Just as Medicaid expansion exacerbated the coming fiscal crisis Louisiana will face for the next year or so, so does the presence of and 2018 increase to the state’s earned income tax credit.
With Louisiana’s unemployment claims shooting up to a third of a million this week because of the Wuhan coronavirus pandemic, which could produce an unemployment rate of 22 percent, more income tax filers than ever will find themselves in a position to claim this. Essentially, at lower earnings levels it refunds income tax liability. For many, it can act as a rebate greater than that liability, resulting in government subsidization lauded by some as a form of welfare that rewards willingness to work.
A minority of states offer this, which piggybacks onto the federal income version. Louisiana for most of the history of the credit offered it at 3.5 percent of the federal level, but as part of legislation that renewed partially the 2016 tax increases in 2018 for five more years, it also received a temporary hike, to 5 percent.
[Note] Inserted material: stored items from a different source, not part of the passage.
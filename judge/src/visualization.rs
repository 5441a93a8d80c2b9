use colograph::{GameState, Role};

/// A plain-text table of the nodes, followed by the colored edges and the score.
pub fn describe_state(state: &GameState) -> String {
    let graph = state.graph();
    let mut result = String::from("node  shape     owner");
    for node in graph.nodes() {
        let owner = state
            .node_color(node)
            .map_or(String::from("-"), |role| role.to_string());
        result += &format!("\n{:>4}  {:<8}  {}", node, graph.shape(node).name(), owner);
    }

    result += "\ncolored edges:";
    let mut any_edge = false;
    for (edge, role) in state.coloring().edges() {
        let kind = if graph.is_same_shape(edge) {
            "same"
        } else {
            "different"
        };
        result += &format!("\n  {} {} ({} shape)", edge, role, kind);
        any_edge = true;
    }
    if !any_edge {
        result += " none";
    }

    let score = state.score();
    result += &format!(
        "\nscore: {} {}, {} {}",
        Role::First,
        score[Role::First],
        Role::Second,
        score[Role::Second]
    );
    result
}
At that time, supporters claimed the increase, which took the average credit from $119 to $170 per filer, would act as a buffer against the sales tax increase for lower income households. At best, that was overstatement – because of exemptions generally on unprepared food and utilities and most services, only a small portion of these households’ typical expenditures even face state sales taxation – but the theory that the EITC irons out the regressivity of taxes holds true.
The research also shows that the EITC increases willingness to engage in work, but definitively only for single parents at the lowest income levels. By contrast, as constituted it tends to discourage increasing the amount of work undertaken once working or to work more productively, and hardly if at all encourages the assumption of work by those married and/or without children even at the lowest levels. Further, it has an error rate of 25 percent, which at the expected fiscal year 2020 payout that should come in around $68 million means $17 million wasted.
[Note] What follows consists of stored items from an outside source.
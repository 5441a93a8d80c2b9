use std::collections::BTreeSet;

use rand::Rng;
use serde::{Deserialize, Serialize};

use crate::{GameState, Graph, Shape, SHAPE_PALETTE};

pub const DEFAULT_NODE_COUNT: usize = 8;
pub const DEFAULT_EDGE_COUNT: usize = 11;
pub const DEFAULT_SHAPE_COUNT: usize = 4;

/// Parameters for [`random_game()`].
#[derive(Clone, Copy, Debug, PartialEq, Eq, Serialize, Deserialize)]
#[serde(default)]
pub struct RandomGameParams {
    pub node_count: usize,
    pub edge_count: usize,
    /// How many entries of [`SHAPE_PALETTE`] the nodes are decorated with.
    pub shape_count: usize,
    pub score_same_shape: i32,
    pub score_different_shape: i32,
}

impl Default for RandomGameParams {
    fn default() -> Self {
        Self {
            node_count: DEFAULT_NODE_COUNT,
            edge_count: DEFAULT_EDGE_COUNT,
            shape_count: DEFAULT_SHAPE_COUNT,
            score_same_shape: 1,
            score_different_shape: -1,
        }
    }
}

/// The forward links of one node while generating a graph.
struct ForwardLinks {
    node: usize,
    node_count: usize,
    /// Larger nodes this node is linked to.
    chosen: BTreeSet<usize>,
}

impl ForwardLinks {
    fn new(node: usize, node_count: usize) -> Self {
        Self {
            node,
            node_count,
            chosen: BTreeSet::new(),
        }
    }

    /// How many larger nodes this node is not linked to yet.
    fn available(&self) -> usize {
        self.node_count - self.node - 1 - self.chosen.len()
    }

    /// Links to a uniformly chosen larger node that is not linked yet.
    /// There must be at least one.
    fn link_random<R: Rng + ?Sized>(&mut self, rng: &mut R) {
        let pick = rng.gen_range(0..self.available());
        let target = nth_not_taken(self.node + 1, &self.chosen, pick);
        self.chosen.insert(target);
    }
}

/// The `n`-th number (counting from zero) among `start..` that is not in
/// `taken`. Every element of `taken` must be at least `start`.
fn nth_not_taken(start: usize, taken: &BTreeSet<usize>, n: usize) -> usize {
    let mut target = start + n;
    for &t in taken {
        if t > target {
            break;
        }
        target += 1;
    }
    target
}

/// Generates the adjacency list of a random connected graph.
///
/// Every node except the last is linked to a random larger node, which yields
/// `node_count - 1` edges and a connected graph. Further random forward links
/// are then added until there are `edge_count` edges, or until no node has
/// any larger node left to link to.
///
/// `node_count` is raised to at least 2 and `edge_count` to at least
/// `node_count - 1`. Only larger indices appear in each node's list, so
/// the last node's list is always empty. Memory use grows with the number
/// of nodes and edges, not with the number of possible edges.
pub fn random_graph<R: Rng + ?Sized>(
    node_count: usize,
    edge_count: usize,
    rng: &mut R,
) -> Vec<Vec<usize>> {
    let node_count = node_count.max(2);
    let edge_count = edge_count.max(node_count - 1);

    let mut links: Vec<ForwardLinks> = (0..node_count - 1)
        .map(|node| {
            let mut links = ForwardLinks::new(node, node_count);
            links.link_random(rng);
            links
        })
        .collect();

    // Nodes that still have a larger node to link to, in no particular order.
    let mut candidates: Vec<usize> = links
        .iter()
        .filter(|l| l.available() > 0)
        .map(|l| l.node)
        .collect();
    let mut num_edges = node_count - 1;
    while num_edges < edge_count && !candidates.is_empty() {
        let pick = rng.gen_range(0..candidates.len());
        let node_links = &mut links[candidates[pick]];
        node_links.link_random(rng);
        if node_links.available() == 0 {
            candidates.swap_remove(pick);
        }
        num_edges += 1;
    }

    let mut edges: Vec<Vec<usize>> = links
        .into_iter()
        .map(|l| l.chosen.into_iter().collect())
        .collect();
    edges.push(Vec::new());
    edges
}

/// Draws a shape for each node, uniformly among the first `shape_count`
/// entries of [`SHAPE_PALETTE`].
///
/// `shape_count` is clamped to `1..=SHAPE_PALETTE.len()`.
pub fn random_shapes<R: Rng + ?Sized>(
    node_count: usize,
    shape_count: usize,
    rng: &mut R,
) -> Vec<Shape> {
    let palette = &SHAPE_PALETTE[..shape_count.clamp(1, SHAPE_PALETTE.len())];
    (0..node_count)
        .map(|_| palette[rng.gen_range(0..palette.len())])
        .collect()
}

/// Creates the initial state of a match on a freshly generated graph.
pub fn random_game<R: Rng + ?Sized>(params: RandomGameParams, rng: &mut R) -> GameState {
    let edges = random_graph(params.node_count, params.edge_count, rng);
    let shapes = random_shapes(edges.len(), params.shape_count, rng);
    GameState::initial(
        Graph::build(edges, shapes),
        params.score_same_shape,
        params.score_different_shape,
    )
}

#[cfg(test)]
mod tests {
    use quickcheck::quickcheck;
    use rand::rngs::StdRng;
    use rand::SeedableRng;

    use super::*;

    fn is_connected(edges: &[Vec<usize>]) -> bool {
        let mut neighbors = vec![BTreeSet::new(); edges.len()];
        for (n1, adjs) in edges.iter().enumerate() {
            for &n2 in adjs {
                neighbors[n1].insert(n2);
                neighbors[n2].insert(n1);
            }
        }
        let mut seen = BTreeSet::from([0]);
        let mut stack = vec![0];
        while let Some(node) = stack.pop() {
            for &next in &neighbors[node] {
                if seen.insert(next) {
                    stack.push(next);
                }
            }
        }
        seen.len() == edges.len()
    }

    fn count_edges(edges: &[Vec<usize>]) -> usize {
        edges.iter().map(Vec::len).sum()
    }

    #[test]
    fn six_nodes_eight_edges() {
        for seed in 0..20 {
            let mut rng = StdRng::seed_from_u64(seed);
            let params = RandomGameParams {
                node_count: 6,
                edge_count: 8,
                ..RandomGameParams::default()
            };
            let state = random_game(params, &mut rng);
            let graph = state.graph();
            assert_eq!(graph.node_count(), 6);
            assert_eq!(graph.shapes().len(), 6);
            assert_eq!(graph.edge_count(), 8);
            assert!(is_connected(graph.adjacency()));
            for (node, adjs) in graph.adjacency().iter().enumerate() {
                // Every node but the last links forward
                assert_eq!(adjs.is_empty(), node == 5);
                assert!(adjs.iter().all(|&n| n > node && n < 6));
            }
        }
    }

    #[test]
    fn counts_are_clamped() {
        let mut rng = StdRng::seed_from_u64(7);
        let edges = random_graph(0, 0, &mut rng);
        assert_eq!(edges, vec![vec![1], vec![]]);

        let edges = random_graph(5, 1, &mut rng);
        assert_eq!(edges.len(), 5);
        assert_eq!(count_edges(&edges), 4);
        assert!(is_connected(&edges));
    }

    #[test]
    fn too_many_edges_gives_a_complete_graph() {
        let mut rng = StdRng::seed_from_u64(3);
        let edges = random_graph(5, 100, &mut rng);
        assert_eq!(count_edges(&edges), 10);
        for (node, adjs) in edges.iter().enumerate() {
            assert_eq!(adjs, &(node + 1..5).collect::<Vec<_>>());
        }
    }

    #[test]
    fn nth_not_taken_skips_taken_numbers() {
        let taken = BTreeSet::from([2, 3, 6]);
        let free: Vec<usize> = (0..5).map(|n| nth_not_taken(1, &taken, n)).collect();
        assert_eq!(free, vec![1, 4, 5, 7, 8]);
        assert_eq!(nth_not_taken(4, &BTreeSet::new(), 2), 6);
    }

    #[test]
    fn large_sparse_graph() {
        let mut rng = StdRng::seed_from_u64(9);
        let edges = random_graph(200_000, 200_010, &mut rng);
        assert_eq!(edges.len(), 200_000);
        assert_eq!(count_edges(&edges), 200_010);
        assert!(is_connected(&edges));
    }

    #[test]
    fn same_seed_same_graph() {
        let a = random_game(RandomGameParams::default(), &mut StdRng::seed_from_u64(42));
        let b = random_game(RandomGameParams::default(), &mut StdRng::seed_from_u64(42));
        assert_eq!(a, b);
        assert_eq!(a.score_same_shape(), 1);
        assert_eq!(a.score_different_shape(), -1);
        assert!(a.coloring().is_empty());
    }

    #[test]
    fn shapes_come_from_the_start_of_the_palette() {
        let mut rng = StdRng::seed_from_u64(11);
        let shapes = random_shapes(200, 2, &mut rng);
        assert_eq!(shapes.len(), 200);
        assert!(shapes.iter().all(|s| [Shape::Circle, Shape::Triangle].contains(s)));

        assert!(random_shapes(50, 0, &mut rng).iter().all(|&s| s == Shape::Circle));
        assert_eq!(
            random_shapes(500, 99, &mut rng).into_iter().collect::<BTreeSet<_>>().len(),
            SHAPE_PALETTE.len()
        );
    }

    quickcheck! {
        fn generated_graphs_are_valid(node_count: u8, edge_count: u8, seed: u64) -> bool {
            let node_count = usize::from(node_count % 20);
            let edge_count = usize::from(edge_count % 60);
            let mut rng = StdRng::seed_from_u64(seed);
            let edges = random_graph(node_count, edge_count, &mut rng);
            let n = node_count.max(2);
            let max_edges = n * (n - 1) / 2;
            let shapes = random_shapes(edges.len(), DEFAULT_SHAPE_COUNT, &mut rng);
            edges.len() == n
                && count_edges(&edges) == edge_count.max(n - 1).min(max_edges)
                && is_connected(&edges)
                && Graph::new(edges, shapes).is_ok()
        }
    }
}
In short, the high level of inefficiency inherent to the mechanism makes it unsuitable as a salutary policy instrument. Despite that, the temporary increase of 2018 occurred, and that will redound negatively for most of the state’s taxpayers in the near future.
With widespread unemployment causing drops in income (taxable, that is; for example, the federal recovery checks of typically $1,200 per person aren’t), far more filers this year will claim the EITC. Assuming state unemployment averages 20 percent for three months (and not even counting workers still with jobs but with reduced hours), with the state’s median adjusted gross income around $30,000 annually, that means 15 percent of the workforce will see only three-quarters of their income this tax year to drop that more like to the $23,000 level.
Having the federal EITC 2019 qualifying levels anywhere from $15,820 to $56,844 (depending on marriage and children), for 2020 given the distribution of AGI in returns from the $20,000 and below level at least 25,000 more filers will qualify for the Louisiana maximum of $27 to $333. Assuming all have a child for a $179 payment, that’s $4.5 million more in fiscal year 2021 payouts – $1.3 million more because of the 2018 rate hike.
That amount easily could double depending upon the AGI distribution for above $20,000 and the decreasing value of the credit as income levels go higher. Louisiana having an EITC – much less one it increased two years ago – only will aggravate the tough budget position the state will find itself in over the next two or three cycles, all for a policy that largely doesn’t do what it promises.